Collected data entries
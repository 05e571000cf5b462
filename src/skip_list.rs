//! Indexable Skip List
//!
//! An ordered key/value skip list that answers both "where is this key" and
//! "which key is k-th" in O(log n) average steps.
//!
//! # Distance Semantics
//!
//! Every link carries a distance counter alongside it:
//!
//! - `links.dist[level]` = rank of `links.next[level]` minus rank of this tower
//! - A NULL link measures the distance to the virtual end, whose rank is `len()`
//! - The head sentinel has rank -1
//!
//! Summing the counters of the links followed during a descent yields the
//! exact rank of the tower reached, so neither lookup direction ever counts
//! items one by one.
//!
//! # Operations
//!
//! - `set(key, value)`: O(log n) - insert or override, returns the rank
//! - `get(key)`: O(log n) - tower and rank for a key
//! - `get_by_pos(k)`: O(log n) - tower at rank k
//! - `remove(key)` / `remove_by_pos(k)`: O(log n) - unlink and return the tower
//! - `len()` / `height()`: O(1)
//!
//! # Structure
//!
//! Towers live in an arena and link to each other by index. Removed slots go
//! on a free list and are reused by later insertions.

use std::borrow::Borrow;
use std::cmp::Ordering;
use std::fmt;
use std::ops::{Index, IndexMut};

use rustc_hash::FxHashMap;
use smallvec::SmallVec;
use tracing::{debug, trace};

use crate::config::{Config, SkipListBuilder};
use crate::level::LevelPolicy;
use crate::tower::{Idx, Links, NULL, Tower, TowerId};

/// Cursor marker for the head sentinel. Never stored in a link.
const HEAD: Idx = Idx::MAX - 1;

/// Inline capacity of a search path. Covers lists of a few billion towers at p = 0.5.
const PATH_INLINE: usize = 32;

/// Predecessors recorded during a descent, one per level.
///
/// `pos` counts ranks walked from the head, so the head is 0 and the tower of
/// rank r sits at r + 1. This keeps the arithmetic unsigned.
struct Path {
    update: SmallVec<[Idx; PATH_INLINE]>,
    pos: SmallVec<[usize; PATH_INLINE]>,
}

impl Path {
    fn new(height: usize) -> Self {
        Path {
            update: SmallVec::from_elem(HEAD, height),
            pos: SmallVec::from_elem(0, height),
        }
    }
}

/// An ordered map with O(log n) access by key and by rank.
pub struct SkipList<K, V> {
    /// Arena of towers. `None` marks a slot on the free list.
    towers: Vec<Option<Tower<K, V>>>,
    /// Free list for reusing removed tower slots.
    free_list: Vec<Idx>,
    /// Links of the head sentinel. Its level is the list height.
    head: Links,
    /// Number of towers (not counting head).
    len: usize,
    probability: f64,
    max_level: usize,
    policy: Box<dyn LevelPolicy>,
}
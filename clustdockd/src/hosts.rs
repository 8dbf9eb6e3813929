//! The managed-host set: a static, unordered set of host identifiers loaded
//! from configuration.

use crate::rangeset::{self, RangeError};
use std::collections::BTreeSet;

/// Parses the managed-host set syntax: a comma-separated string (or an
/// already-split list) where each item is itself a range expression
/// (`host[2-4]`). Resolves to a flat set of distinct host names.
pub fn parse_hosts<I, S>(items: I) -> Result<BTreeSet<String>, RangeError>
where
    I: IntoIterator<Item = S>,
    S: AsRef<str>,
{
    let mut hosts = BTreeSet::new();
    for item in items {
        for part in item.as_ref().split(',') {
            let part = part.trim();
            if part.is_empty() {
                continue;
            }
            hosts.extend(rangeset::expand_nodeset(part)?);
        }
    }
    Ok(hosts)
}

#[cfg(test)]
mod tests {
    use super::*;

    #[test]
    fn expands_bracketed_host_range() {
        let hosts = parse_hosts(["host[2-4]"]).unwrap();
        assert_eq!(
            hosts,
            ["host2", "host3", "host4"]
                .into_iter()
                .map(String::from)
                .collect::<BTreeSet<_>>()
        );
    }

    #[test]
    fn accepts_comma_separated_string_with_plain_names() {
        let hosts = parse_hosts(["hostA,hostB,host[1-2]"]).unwrap();
        assert_eq!(
            hosts,
            ["hostA", "hostB", "host1", "host2"]
                .into_iter()
                .map(String::from)
                .collect::<BTreeSet<_>>()
        );
    }

    #[test]
    fn accepts_pre_split_list() {
        let hosts = parse_hosts(["hostA", "hostB"]).unwrap();
        assert_eq!(hosts.len(), 2);
    }
}
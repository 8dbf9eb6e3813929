//! The control-socket wire protocol: whitespace-tokenized text requests,
//! binary-packed (bincode) replies.

use crate::model::NodeSnapshot;
use serde::{Deserialize, Serialize};
use std::collections::BTreeMap;

#[derive(Debug, Clone, PartialEq, Eq)]
pub enum Request {
    List { include_stopped: bool },
    Spawn {
        profile: String,
        clustername: String,
        n: i64,
        host: Option<String>,
    },
    StopNodes { nodeset: String },
    GetIp { nodeset: String },
}

#[derive(Debug, thiserror::Error)]
pub enum WireError {
    #[error("empty request")]
    Empty,
    #[error("unknown command '{0}'")]
    UnknownCommand(String),
    #[error("wrong number of arguments for '{0}'")]
    Arity(&'static str),
    #[error("'{0}' is not a valid bool (expected True/False)")]
    BadBool(String),
    #[error("'{0}' is not a valid integer")]
    BadInt(String),
    #[error("bincode encode/decode error: {0}")]
    Codec(#[from] bincode::Error),
}

/// Parses one whitespace-split request line.
pub fn parse_request(line: &str) -> Result<Request, WireError> {
    let mut tokens = line.split_whitespace();
    let cmd = tokens.next().ok_or(WireError::Empty)?;
    let rest: Vec<&str> = tokens.collect();

    match cmd {
        "list" => {
            let [b] = rest[..] else {
                return Err(WireError::Arity("list"));
            };
            Ok(Request::List {
                include_stopped: parse_bool(b)?,
            })
        }
        "spawn" => {
            let [profile, clustername, n, host] = rest[..] else {
                return Err(WireError::Arity("spawn"));
            };
            let n: i64 = n.parse().map_err(|_| WireError::BadInt(n.to_string()))?;
            let host = if host == "None" {
                None
            } else {
                Some(host.to_string())
            };
            Ok(Request::Spawn {
                profile: profile.to_string(),
                clustername: clustername.to_string(),
                n,
                host,
            })
        }
        "stop_nodes" => {
            let [nodeset] = rest[..] else {
                return Err(WireError::Arity("stop_nodes"));
            };
            Ok(Request::StopNodes {
                nodeset: nodeset.to_string(),
            })
        }
        "get_ip" => {
            let [nodeset] = rest[..] else {
                return Err(WireError::Arity("get_ip"));
            };
            Ok(Request::GetIp {
                nodeset: nodeset.to_string(),
            })
        }
        other => Err(WireError::UnknownCommand(other.to_string())),
    }
}

fn parse_bool(s: &str) -> Result<bool, WireError> {
    match s {
        "True" => Ok(true),
        "False" => Ok(false),
        other => Err(WireError::BadBool(other.to_string())),
    }
}

/// The reply shapes from the per-command contract. `NodesetResult` covers
/// both `spawn` and `stop_nodes`, which share the same `(nodeset, errors)`
/// shape.
#[derive(Debug, Clone, Serialize, Deserialize, PartialEq)]
pub enum Reply {
    List(BTreeMap<String, Vec<NodeSnapshot>>),
    NodesetResult {
        nodeset: String,
        errors: Vec<String>,
    },
    IpList {
        ips: Vec<(String, String)>,
        errors: Vec<String>,
    },
    /// A whole-request error reported before any per-node work started
    /// (unknown profile, invalid nodeset, unmanaged host).
    Error(String),
}

pub fn encode_reply(reply: &Reply) -> Result<Vec<u8>, WireError> {
    Ok(bincode::serialize(reply)?)
}

pub fn decode_reply(bytes: &[u8]) -> Result<Reply, WireError> {
    Ok(bincode::deserialize(bytes)?)
}

#[cfg(test)]
mod tests {
    use super::*;

    #[test]
    fn parses_list() {
        assert_eq!(
            parse_request("list True").unwrap(),
            Request::List { include_stopped: true }
        );
    }

    #[test]
    fn parses_spawn_with_host() {
        assert_eq!(
            parse_request("spawn web-prof web 3 hostA").unwrap(),
            Request::Spawn {
                profile: "web-prof".to_string(),
                clustername: "web".to_string(),
                n: 3,
                host: Some("hostA".to_string()),
            }
        );
    }

    #[test]
    fn parses_spawn_with_none_host() {
        match parse_request("spawn web-prof web 3 None").unwrap() {
            Request::Spawn { host, .. } => assert_eq!(host, None),
            other => panic!("unexpected {other:?}"),
        }
    }

    #[test]
    fn parses_stop_nodes_and_get_ip() {
        assert_eq!(
            parse_request("stop_nodes web[1-2,9]").unwrap(),
            Request::StopNodes { nodeset: "web[1-2,9]".to_string() }
        );
        assert_eq!(
            parse_request("get_ip web0").unwrap(),
            Request::GetIp { nodeset: "web0".to_string() }
        );
    }

    #[test]
    fn rejects_unknown_command() {
        assert!(matches!(parse_request("frobnicate x"), Err(WireError::UnknownCommand(_))));
    }

    #[test]
    fn rejects_wrong_arity() {
        assert!(matches!(parse_request("list"), Err(WireError::Arity("list"))));
    }

    #[test]
    fn reply_roundtrips_through_bincode() {
        let reply = Reply::NodesetResult {
            nodeset: "web[0-2]".to_string(),
            errors: vec![],
        };
        let bytes = encode_reply(&reply).unwrap();
        assert_eq!(decode_reply(&bytes).unwrap(), reply);
    }
}
//! Wire-stable data model for nodes, profiles and interfaces.

use serde::{Deserialize, Serialize};
use std::fmt;

/// Node status, wire-coded for the dispatcher protocol.
#[derive(Debug, Clone, Copy, PartialEq, Eq, Serialize, Deserialize)]
#[repr(u8)]
pub enum NodeStatus {
    Created = 0,
    Running = 1,
    Unknown = 2,
    Paused = 3,
    ShuttingDown = 4,
    Stopped = 5,
    Crashed = 6,
}

impl fmt::Display for NodeStatus {
    fn fmt(&self, f: &mut fmt::Formatter<'_>) -> fmt::Result {
        let s = match self {
            NodeStatus::Created => "created",
            NodeStatus::Running => "running",
            NodeStatus::Unknown => "unknown",
            NodeStatus::Paused => "paused",
            NodeStatus::ShuttingDown => "shutting-down",
            NodeStatus::Stopped => "stopped",
            NodeStatus::Crashed => "crashed",
        };
        f.write_str(s)
    }
}

/// The two node materializations a cluster profile can select.
#[derive(Debug, Clone, Copy, PartialEq, Eq, Serialize, Deserialize)]
#[serde(rename_all = "snake_case")]
pub enum NodeKind {
    Container,
    Vm,
}

/// One extra network interface to attach at spawn time: `(bridge, ifname,
/// address|"dhcp")`.
#[derive(Debug, Clone, PartialEq, Eq, Serialize, Deserialize)]
pub struct AddIface {
    pub bridge: String,
    pub ifname: String,
    /// Either a dotted IPv4 address or the literal string `"dhcp"`.
    pub address: String,
}

/// Hook paths a node carries; each is an optional executable invoked with
/// `(node_name, kind, host)`.
#[derive(Debug, Clone, Default, PartialEq, Eq, Serialize, Deserialize)]
pub struct Hooks {
    pub before_start: Option<String>,
    pub after_start: Option<String>,
    pub after_end: Option<String>,
}

/// Kind-specific node attributes, carried alongside the common `Node` fields.
#[derive(Debug, Clone, PartialEq, Serialize, Deserialize)]
pub enum NodeSpecKind {
    Container {
        image: String,
        run_options: String,
    },
    Vm {
        base_domain: String,
        storage_dir: String,
        img_path: String,
        mem: Option<u32>,
        cpu: Option<u32>,
    },
}

/// A fully resolved node description, the output of
/// [`crate::profile::ClusterProfile::build_node_spec`]. This is what gets
/// handed to a `HostDriver::start`.
#[derive(Debug, Clone, PartialEq, Serialize, Deserialize)]
pub struct NodeSpec {
    pub name: String,
    pub clustername: String,
    pub idx: Option<u32>,
    pub host: String,
    pub add_ifaces: Vec<AddIface>,
    pub hooks: Hooks,
    pub kind: NodeSpecKind,
}

impl NodeSpec {
    pub fn kind_tag(&self) -> NodeKind {
        match &self.kind {
            NodeSpecKind::Container { .. } => NodeKind::Container,
            NodeSpecKind::Vm { .. } => NodeKind::Vm,
        }
    }
}

/// A node as discovered on a host, the shape returned by
/// `HostDriver::list_nodes` and sent over the wire for `list`.
#[derive(Debug, Clone, PartialEq, Serialize, Deserialize)]
pub struct NodeSnapshot {
    pub name: String,
    pub clustername: String,
    pub idx: Option<u32>,
    pub host: String,
    pub ip: String,
    pub status: NodeStatus,
    pub kind: NodeKind,
    /// Container image name, or VM base domain name.
    pub source: String,
    pub img_path: Option<String>,
    pub storage_dir: Option<String>,
    pub mem: Option<u32>,
    pub cpu: Option<u32>,
    pub add_ifaces: Vec<AddIface>,
    pub hooks: Hooks,
}

/// Splits a node name into `(clustername, idx)`: the longest valid
/// clustername prefix plus a trailing decimal suffix, or `(name, None)` when
/// there is no such suffix.
pub fn split_name(name: &str) -> (String, Option<u32>) {
    crate::rangeset::split_name_impl(name)
}

/// `^[a-z][a-z_-]+$` — the clustername grammar.
pub fn valid_clustername(name: &str) -> bool {
    crate::rangeset::valid_clustername_impl(name)
}
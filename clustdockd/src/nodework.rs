//! Per-node spawn/stop sequencing: hook → driver call → hook. This is the
//! body [`crate::executor::NodeExecutor`] runs once per node — factored out
//! so it's testable against a mock `HostDriver` independent of whether the
//! call happens in this process (unit tests) or a re-exec'd child (real
//! fan-out, see `executor::run_child`).

use crate::driver::HostDriver;
use crate::error::{Error, Result};
use crate::hooks;
use crate::model::{NodeKind, NodeSpec};
use std::sync::Arc;

pub async fn spawn_one(driver: Arc<dyn HostDriver>, spec: &NodeSpec) -> Result<()> {
    hooks::run_optional_hook(&spec.hooks.before_start, &spec.name, spec.kind_tag(), &spec.host)
        .await?;
    driver.start(spec).await?;
    hooks::run_optional_hook(&spec.hooks.after_start, &spec.name, spec.kind_tag(), &spec.host)
        .await?;
    Ok(())
}

pub async fn stop_one(
    driver: Arc<dyn HostDriver>,
    name: &str,
    kind: NodeKind,
    host: &str,
    after_end: Option<&str>,
) -> Result<()> {
    driver.stop(name).await?;
    hooks::run_optional_hook(&after_end.map(str::to_string), name, kind, host).await?;
    Ok(())
}

/// Builds the concrete driver a re-exec'd child uses for its single node
/// op — the child has no `ConnectionCache` of its own, so this always opens
/// a fresh handle rather than looking one up.
pub fn driver_for(kind: NodeKind, host: &str, docker_port: u16) -> Arc<dyn HostDriver> {
    match kind {
        NodeKind::Container => Arc::new(crate::container_driver::ContainerDriver::new(host, docker_port)),
        NodeKind::Vm => Arc::new(crate::hypervisor_driver::HypervisorDriver::new(host)),
    }
}

#[cfg(test)]
mod tests {
    use super::*;
    use crate::driver::MockHostDriver;
    use crate::model::{Hooks, NodeSpecKind};

    fn spec(hooks: Hooks) -> NodeSpec {
        NodeSpec {
            name: "web0".to_string(),
            clustername: "web".to_string(),
            idx: Some(0),
            host: "hostA".to_string(),
            add_ifaces: Vec::new(),
            hooks,
            kind: NodeSpecKind::Container {
                image: "debian:bookworm".to_string(),
                run_options: String::new(),
            },
        }
    }

    #[tokio::test]
    async fn spawn_one_calls_driver_start_when_no_hooks() {
        let mut mock = MockHostDriver::new();
        mock.expect_start().times(1).returning(|_| Ok(()));
        let result = spawn_one(Arc::new(mock), &spec(Hooks::default())).await;
        assert!(result.is_ok());
    }

    #[tokio::test]
    async fn spawn_one_propagates_driver_start_failure() {
        let mut mock = MockHostDriver::new();
        mock.expect_start()
            .times(1)
            .returning(|spec| Err(Error::AlreadyExists(spec.name.clone())));
        let result = spawn_one(Arc::new(mock), &spec(Hooks::default())).await;
        assert!(matches!(result, Err(Error::AlreadyExists(name)) if name == "web0"));
    }

    #[tokio::test]
    async fn spawn_one_before_start_hook_failure_short_circuits_driver_start() {
        let mut mock = MockHostDriver::new();
        mock.expect_start().times(0);
        let hooks = Hooks {
            before_start: Some("/nonexistent/clustdock-test-hook".to_string()),
            after_start: None,
            after_end: None,
        };
        let result = spawn_one(Arc::new(mock), &spec(hooks)).await;
        assert!(result.is_err());
    }

    #[tokio::test]
    async fn stop_one_propagates_driver_stop_failure() {
        let mut mock = MockHostDriver::new();
        mock.expect_stop()
            .times(1)
            .returning(|name| Err(Error::NotFound(name.to_string())));
        let result = stop_one(Arc::new(mock), "web0", NodeKind::Container, "hostA", None).await;
        assert!(matches!(result, Err(Error::NotFound(name)) if name == "web0"));
    }
}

WHAT TO DO
Wherever a line in the data above contains the word "NodesetResult", copy that line.

ANSWER TO THIS TASK
/// The reply shapes from the per-command contract. `NodesetResult` covers
    NodesetResult {
        let reply = Reply::NodesetResult {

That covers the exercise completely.